Information We Process
In addition to data obtained from visitors to our website, Arcalea processes data for clients when their employees or representatives provide it to us. Our clients control the types of data that we process on their behalf. While the data from clients varies, it is generally about users who are customers or potential customers, including:
- Personally identifiable information (PII) such as name, email address, telephone number
- Individually identifiable information such as site usage and the equipment and software used to interact with client advertising and web presence
How We Use Data
Arcalea uses collected information to provide, maintain, and improve Services for our customers.
Arcalea may share personal data with trusted third parties, including service providers who assist business operations, and with businesses in the furtherance of providing services to their customers. We may also share personal data as required by law, or if we have a good faith belief that we need to disclose data to comply with official or legal investigations.
How We Protect Data
We implement technical and organizational measures designed to ensure a level of security appropriate to the risk of the personal data we process. These measures are to ensure the ongoing confidentiality and integrity of personal data. Arcalea stores its service data at physically secure data centers using Amazon Web Service and the Google Cloud Platform.
All employees adhere to privacy policies as a condition of employment. These policies govern data confidentiality, information security, and acceptable use policies.
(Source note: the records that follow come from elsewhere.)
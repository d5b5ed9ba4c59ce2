//! Runtime settings taken from the environment (and a `.env` file, if any).
//!
//! Command-line flags override whatever is set here.

pub const DEFAULT_DATASET_PATH: &str = "data/cleaned_data.csv";
pub const DEFAULT_MODEL_PATH: &str = "models/delivery_delay_model.json";
pub const DEFAULT_LOG_FILE_PATH: &str = "logs/delivery_insights.log";

#[derive(Debug, Clone, PartialEq, Eq)]
pub struct Settings {
    pub dataset: String,
    pub model: String,
    pub schema: Option<String>,
    pub log_file: String,
}

impl Settings {
    /// Loads `.env` and reads `DATASET_PATH`, `MODEL_PATH`, `SCHEMA_PATH` and
    /// `LOG_FILE_PATH`.
    pub fn from_env() -> Self {
        dotenvy::dotenv().ok();
        Self::from_lookup(|key| std::env::var(key).ok())
    }

    /// Builds settings from any key lookup. Empty values count as unset.
    pub fn from_lookup<F>(lookup: F) -> Self
    where
        F: Fn(&str) -> Option<String>,
    {
        let get = |key: &str| lookup(key).filter(|v| !v.trim().is_empty());
        Self {
            dataset: get("DATASET_PATH").unwrap_or_else(|| DEFAULT_DATASET_PATH.to_string()),
            model: get("MODEL_PATH").unwrap_or_else(|| DEFAULT_MODEL_PATH.to_string()),
            schema: get("SCHEMA_PATH"),
            log_file: get("LOG_FILE_PATH").unwrap_or_else(|| DEFAULT_LOG_FILE_PATH.to_string()),
        }
    }
}

#[cfg(test)]
mod tests {
    use super::*;
    use std::collections::HashMap;

    #[test]
    fn test_defaults_when_unset() {
        let settings = Settings::from_lookup(|_| None);
        assert_eq!(settings.dataset, DEFAULT_DATASET_PATH);
        assert_eq!(settings.model, DEFAULT_MODEL_PATH);
        assert_eq!(settings.schema, None);
        assert_eq!(settings.log_file, DEFAULT_LOG_FILE_PATH);
    }

    #[test]
    fn test_values_from_lookup() {
        let env: HashMap<&str, &str> = HashMap::from([
            ("DATASET_PATH", "https://example.com/shipments.csv.gz"),
            ("SCHEMA_PATH", "schema.json"),
            ("MODEL_PATH", ""),
        ]);
        let settings = Settings::from_lookup(|k| env.get(k).map(|v| v.to_string()));
        assert_eq!(settings.dataset, "https://example.com/shipments.csv.gz");
        assert_eq!(settings.schema.as_deref(), Some("schema.json"));
        assert_eq!(settings.model, DEFAULT_MODEL_PATH);
    }
}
Any contractor with data responsibilities adheres to Arcalea’s Privacy Policies as a condition of contractual obligation.
Personal Data Retention
Personal information is maintained only for legitimate business needs and is anonymized or deleted after such time.
When Arcalea processes personal data, we adhere to applicable privacy laws by acting in good faith, using appropriate technical processes, and organizational policies, including the Confidentiality & Non-Disclosure Agreement, the Information Security and Acceptable Use Policy, and the GST Marketing Briefs. Our policies and practices reinforce the responsible handling and disposition of any data, including personally identifiable information (PII), used during the fulfillment of business. In addition, Arcalea uses a PCI 4.0-compliant ecosystem for payment processing.
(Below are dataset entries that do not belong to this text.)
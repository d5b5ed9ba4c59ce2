//! Data types used by the aggregation pipeline.

use serde::Serialize;
use std::cmp::Ordering;
use std::fmt;

/// Grouping key: a category label or a numeric value such as a bucket midpoint.
#[derive(Debug, Clone, Serialize)]
#[serde(untagged)]
pub enum GroupKey {
    Label(String),
    Number(f64),
}

impl GroupKey {
    pub fn label(s: impl Into<String>) -> Self {
        GroupKey::Label(s.into())
    }

    pub fn as_label(&self) -> Option<&str> {
        match self {
            GroupKey::Label(s) => Some(s.as_str()),
            GroupKey::Number(_) => None,
        }
    }

    pub fn as_number(&self) -> Option<f64> {
        match self {
            GroupKey::Number(v) => Some(*v),
            GroupKey::Label(_) => None,
        }
    }
}

// Numbers sort before labels; numbers use total ordering with -0 folded into 0.
impl Ord for GroupKey {
    fn cmp(&self, other: &Self) -> Ordering {
        match (self, other) {
            (GroupKey::Number(a), GroupKey::Number(b)) => (a + 0.0).total_cmp(&(b + 0.0)),
            (GroupKey::Label(a), GroupKey::Label(b)) => a.cmp(b),
            (GroupKey::Number(_), GroupKey::Label(_)) => Ordering::Less,
            (GroupKey::Label(_), GroupKey::Number(_)) => Ordering::Greater,
        }
    }
}

impl PartialOrd for GroupKey {
    fn partial_cmp(&self, other: &Self) -> Option<Ordering> {
        Some(self.cmp(other))
    }
}

impl PartialEq for GroupKey {
    fn eq(&self, other: &Self) -> bool {
        self.cmp(other) == Ordering::Equal
    }
}

impl Eq for GroupKey {}

impl fmt::Display for GroupKey {
    fn fmt(&self, f: &mut fmt::Formatter<'_>) -> fmt::Result {
        match self {
            GroupKey::Label(s) => f.write_str(s),
            GroupKey::Number(v) if v.fract() == 0.0 => write!(f, "{v:.0}"),
            GroupKey::Number(v) => write!(f, "{v}"),
        }
    }
}

/// How the groups of one report are ordered.
#[derive(Debug, Clone, PartialEq)]
pub enum GroupOrder {
    /// Highest late rate first; equal rates fall back to ascending key.
    RateDesc,
    /// Ascending key.
    KeyAsc,
    /// Declared category order; unlisted keys follow in ascending order.
    Fixed(Vec<String>),
}

impl GroupOrder {
    pub fn fixed(order: &[&str]) -> Self {
        GroupOrder::Fixed(order.iter().map(|s| s.to_string()).collect())
    }

    fn rank(order: &[String], key: &GroupKey) -> usize {
        key.as_label()
            .and_then(|l| order.iter().position(|o| o == l))
            .unwrap_or(order.len())
    }

    pub(crate) fn compare(&self, a: &GroupStat, b: &GroupStat) -> Ordering {
        self.compare_by((&a.key, a.late_rate), (&b.key, b.late_rate))
    }

    /// Compares `(key, rate)` pairs; `rate` only matters for [`GroupOrder::RateDesc`].
    pub(crate) fn compare_by(&self, a: (&GroupKey, f64), b: (&GroupKey, f64)) -> Ordering {
        match self {
            GroupOrder::RateDesc => b.1.total_cmp(&a.1).then_with(|| a.0.cmp(b.0)),
            GroupOrder::KeyAsc => a.0.cmp(b.0),
            GroupOrder::Fixed(order) => Self::rank(order, a.0)
                .cmp(&Self::rank(order, b.0))
                .then_with(|| a.0.cmp(b.0)),
        }
    }
}

/// Late-rate statistics for a single group.
#[derive(Debug, Clone, PartialEq, Serialize)]
pub struct GroupStat {
    pub key: GroupKey,
    pub late_rate: f64,
    pub n: usize,
    pub late: usize,
}

/// Ordered per-group statistics for one report request.
#[derive(Debug, Clone, Default, PartialEq, Serialize)]
pub struct AggregationResult {
    pub groups: Vec<GroupStat>,
}

impl AggregationResult {
    pub fn get(&self, key: &GroupKey) -> Option<&GroupStat> {
        self.groups.iter().find(|g| &g.key == key)
    }

    pub fn keys(&self) -> impl Iterator<Item = &GroupKey> {
        self.groups.iter().map(|g| &g.key)
    }

    pub fn total_n(&self) -> usize {
        self.groups.iter().map(|g| g.n).sum()
    }

    pub fn len(&self) -> usize {
        self.groups.len()
    }

    pub fn is_empty(&self) -> bool {
        self.groups.is_empty()
    }
}

/// Summed late count for one group, with its share of all late shipments.
#[derive(Debug, Clone, PartialEq, Serialize)]
pub struct LateShare {
    pub key: GroupKey,
    pub late_count: u64,
    pub share: f64,
}

/// Delivery status counts, always reported as Late then On-Time.
#[derive(Debug, Clone, Copy, Default, PartialEq, Serialize)]
pub struct ClassBalance {
    pub late: usize,
    pub on_time: usize,
}

impl ClassBalance {
    pub const LATE: &'static str = "Late";
    pub const ON_TIME: &'static str = "On-Time";

    pub fn total(&self) -> usize {
        self.late + self.on_time
    }

    pub fn entries(&self) -> [(&'static str, usize); 2] {
        [(Self::LATE, self.late), (Self::ON_TIME, self.on_time)]
    }
}

#[cfg(test)]
mod tests {
    use super::*;

    fn stat(key: GroupKey, late_rate: f64) -> GroupStat {
        GroupStat {
            key,
            late_rate,
            n: 1,
            late: 0,
        }
    }

    #[test]
    fn test_numbers_sort_numerically() {
        let mut keys = vec![
            GroupKey::Number(750.0),
            GroupKey::Number(250.0),
            GroupKey::Number(1250.0),
        ];
        keys.sort();
        assert_eq!(
            keys,
            vec![
                GroupKey::Number(250.0),
                GroupKey::Number(750.0),
                GroupKey::Number(1250.0)
            ]
        );
    }

    #[test]
    fn test_negative_zero_is_the_same_key() {
        assert_eq!(GroupKey::Number(-0.0), GroupKey::Number(0.0));
        assert!(GroupKey::Number(-1.0) < GroupKey::Number(-0.0));
    }

    #[test]
    fn test_display_drops_trailing_zero_fraction() {
        assert_eq!(GroupKey::Number(250.0).to_string(), "250");
        assert_eq!(GroupKey::Number(2.5).to_string(), "2.5");
        assert_eq!(GroupKey::label("Road").to_string(), "Road");
    }

    #[test]
    fn test_rate_desc_breaks_ties_by_key() {
        let order = GroupOrder::RateDesc;
        let a = stat(GroupKey::label("A"), 0.4);
        let b = stat(GroupKey::label("B"), 0.4);
        let c = stat(GroupKey::label("C"), 0.5);
        assert_eq!(order.compare(&c, &a), Ordering::Less);
        assert_eq!(order.compare(&a, &b), Ordering::Less);
    }

    #[test]
    fn test_fixed_order_puts_unlisted_last() {
        let order = GroupOrder::fixed(&["Road", "Ship", "Flight"]);
        let mut stats = vec![
            stat(GroupKey::label("Rail"), 0.9),
            stat(GroupKey::label("Flight"), 0.1),
            stat(GroupKey::label("Road"), 0.2),
        ];
        stats.sort_by(|a, b| order.compare(a, b));
        let keys: Vec<String> = stats.iter().map(|s| s.key.to_string()).collect();
        assert_eq!(keys, vec!["Road", "Flight", "Rail"]);
    }

    #[test]
    fn test_class_balance_entries_order() {
        let balance = ClassBalance { late: 3, on_time: 7 };
        assert_eq!(balance.entries(), [("Late", 3), ("On-Time", 7)]);
        assert_eq!(balance.total(), 10);
    }
}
Children’s Online Privacy Protection Act Compliance (COPPA)
Our Website, Products, and Services are all directed to people who are at least 18 years old or older. We do not knowingly collect personal information from children under 13. If you believe we might have received information from a child under 13, please contact us at firstname.lastname@example.org. We are in compliance with the requirements of the COPPA (Children’s Online Privacy Protection Act), and we do not collect any information from anyone under 13 years of age.
If you are a data subject in the European Economic Area (“EEA”), you have certain rights related to your data usage.
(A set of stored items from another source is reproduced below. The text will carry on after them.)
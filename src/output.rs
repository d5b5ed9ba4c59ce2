//! Output formatting and persistence for reports.
//!
//! Supports text tables, JSON serialization, and CSV append. Percentages and
//! separators are formatted here only; reports carry plain fractions.

use anyhow::Result;
use chrono::{DateTime, Utc};
use csv::WriterBuilder;
use serde::Serialize;
use std::fmt::Write as _;
use std::fs::OpenOptions;
use std::path::Path;
use tracing::debug;

use crate::analyzers::reports::{Report, ReportKind};

/// Number formatting for rendered tables.
#[derive(Debug, Clone, Copy, Default, PartialEq, Eq)]
pub struct NumberStyle {
    /// `41,4%` and `4.436` instead of `41.4%` and `4,436`.
    pub decimal_comma: bool,
}

impl NumberStyle {
    pub fn percent(&self, fraction: f64, decimals: usize) -> String {
        let text = format!("{:.*}%", decimals, fraction * 100.0);
        if self.decimal_comma {
            text.replace('.', ",")
        } else {
            text
        }
    }

    pub fn count(&self, value: u64) -> String {
        let sep = if self.decimal_comma { '.' } else { ',' };
        let digits = value.to_string();
        let mut out = String::with_capacity(digits.len() + digits.len() / 3);
        for (i, c) in digits.chars().enumerate() {
            if i > 0 && (digits.len() - i) % 3 == 0 {
                out.push(sep);
            }
            out.push(c);
        }
        out
    }
}

/// Renders a report as a plain-text table with a bar per group.
pub fn render_text(report: &Report, style: &NumberStyle) -> String {
    let mut out = String::new();
    let _ = writeln!(out, "\n{}", report.title);
    let _ = writeln!(out, "{}", "-".repeat(60));

    match report.kind {
        ReportKind::ClassBalance => {
            let _ = writeln!(out, "  {:20} {:>12} {:>10}", report.key_label, "Count", "Share");
            for row in &report.rows {
                let share = row.share.unwrap_or(0.0);
                let _ = writeln!(
                    out,
                    "  {:20} {:>12} {:>10} {}",
                    row.key.to_string(),
                    style.count(row.n as u64),
                    style.percent(share, 1),
                    bar(share)
                );
            }
        }
        ReportKind::LateShareByMode => {
            let _ = writeln!(out, "  {:20} {:>12} {:>10}", report.key_label, "Late", "Share");
            for row in &report.rows {
                let share = row.share.unwrap_or(0.0);
                let _ = writeln!(
                    out,
                    "  {:20} {:>12} {:>10} {}",
                    row.key.to_string(),
                    style.count(row.late_count.unwrap_or(0)),
                    style.percent(share, 2),
                    bar(share)
                );
            }
        }
        _ => {
            let _ = writeln!(out, "  {:30} {:>10} {:>10}", report.key_label, "Records", "Late_Rate");
            for row in &report.rows {
                let rate = row.late_rate.unwrap_or(0.0);
                let _ = writeln!(
                    out,
                    "  {:30} {:>10} {:>10} {}",
                    row.key.to_string(),
                    style.count(row.n as u64),
                    style.percent(rate, 1),
                    bar(rate)
                );
            }
        }
    }
    out
}

fn bar(fraction: f64) -> String {
    "#".repeat((fraction.clamp(0.0, 1.0) * 40.0).round() as usize)
}

/// Serializes a report as pretty-printed JSON.
pub fn render_json(report: &Report) -> Result<String> {
    Ok(serde_json::to_string_pretty(report)?)
}

#[derive(Debug, Serialize)]
struct CsvRow<'a> {
    report: &'a str,
    generated_at: DateTime<Utc>,
    key: String,
    n: usize,
    late_count: Option<u64>,
    late_rate: Option<f64>,
    share: Option<f64>,
}

/// Appends every row of a [`Report`] to a CSV file.
///
/// Creates the file with headers if it does not already exist.
pub fn append_report(path: &str, report: &Report) -> Result<()> {
    let file_exists = Path::new(path).exists();
    debug!(path, file_exists, rows = report.rows.len(), "Appending CSV rows");

    let file = OpenOptions::new().append(true).create(true).open(path)?;

    let mut writer = WriterBuilder::new()
        .has_headers(!file_exists) // IMPORTANT when appending
        .from_writer(file);

    for row in &report.rows {
        writer.serialize(CsvRow {
            report: report.kind.name(),
            generated_at: report.generated_at,
            key: row.key.to_string(),
            n: row.n,
            late_count: row.late_count,
            late_rate: row.late_rate,
            share: row.share,
        })?;
    }
    writer.flush()?;

    Ok(())
}

#[cfg(test)]
mod tests {
    use super::*;
    use crate::analyzers::reports::ReportRow;
    use crate::analyzers::types::GroupKey;
    use std::env;
    use std::fs;

    fn temp_path(name: &str) -> String {
        format!("{}/{}", env::temp_dir().display(), name)
    }

    fn report() -> Report {
        Report {
            kind: ReportKind::LateRateByWarehouse,
            title: ReportKind::LateRateByWarehouse.title().to_string(),
            key_label: "Warehouse".into(),
            generated_at: Utc::now(),
            rows: vec![
                ReportRow {
                    key: GroupKey::label("A"),
                    n: 1833,
                    late_count: Some(759),
                    late_rate: Some(0.414),
                    share: None,
                },
                ReportRow {
                    key: GroupKey::label("B"),
                    n: 1833,
                    late_count: Some(729),
                    late_rate: Some(0.398),
                    share: None,
                },
            ],
        }
    }

    #[test]
    fn test_percent_styles() {
        let dot = NumberStyle::default();
        let comma = NumberStyle { decimal_comma: true };
        assert_eq!(dot.percent(0.414, 1), "41.4%");
        assert_eq!(comma.percent(0.414, 1), "41,4%");
        assert_eq!(comma.percent(0.67712, 2), "67,71%");
    }

    #[test]
    fn test_count_separators() {
        let dot = NumberStyle::default();
        let comma = NumberStyle { decimal_comma: true };
        assert_eq!(dot.count(6563), "6,563");
        assert_eq!(comma.count(4436), "4.436");
        assert_eq!(comma.count(999), "999");
        assert_eq!(dot.count(1234567), "1,234,567");
    }

    #[test]
    fn test_render_text_contains_rows() {
        let text = render_text(&report(), &NumberStyle { decimal_comma: true });
        assert!(text.contains("Late Rate by Warehouse"));
        assert!(text.contains("41,4%"));
        assert!(text.contains("39,8%"));
        assert!(text.contains("1.833"));
    }

    #[test]
    fn test_render_json_has_rows() {
        let json = render_json(&report()).unwrap();
        let value: serde_json::Value = serde_json::from_str(&json).unwrap();
        assert_eq!(value["kind"], "late-rate-by-warehouse");
        assert_eq!(value["rows"][0]["key"], "A");
        assert_eq!(value["rows"][1]["n"], 1833);
    }

    #[test]
    fn test_append_report_writes_header_once() {
        let path = temp_path("delivery_insights_test_header.csv");
        let _ = fs::remove_file(&path);

        append_report(&path, &report()).unwrap();
        append_report(&path, &report()).unwrap();

        let content = fs::read_to_string(&path).unwrap();
        let header_count = content.lines().filter(|l| l.starts_with("report,")).count();
        assert_eq!(header_count, 1);
        // 1 header + 2 reports x 2 rows
        assert_eq!(content.lines().count(), 5);

        fs::remove_file(&path).unwrap();
    }
}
- The right to access, rectify, or erase any personal data we have collected about you.
- The right to data portability
- The right to restrict our processing of personal data.
To maintain compliance with GDPR, we process data for ourselves and third parties in a lawful, fair, and transparent manner. We limit this usage for legitimate business purposes described above and capture and use data limited to these purposes. For any data subject request, contact us at email@example.com.
We will respond to your request within 30 days.
This statement is effective as of May 1, 2023.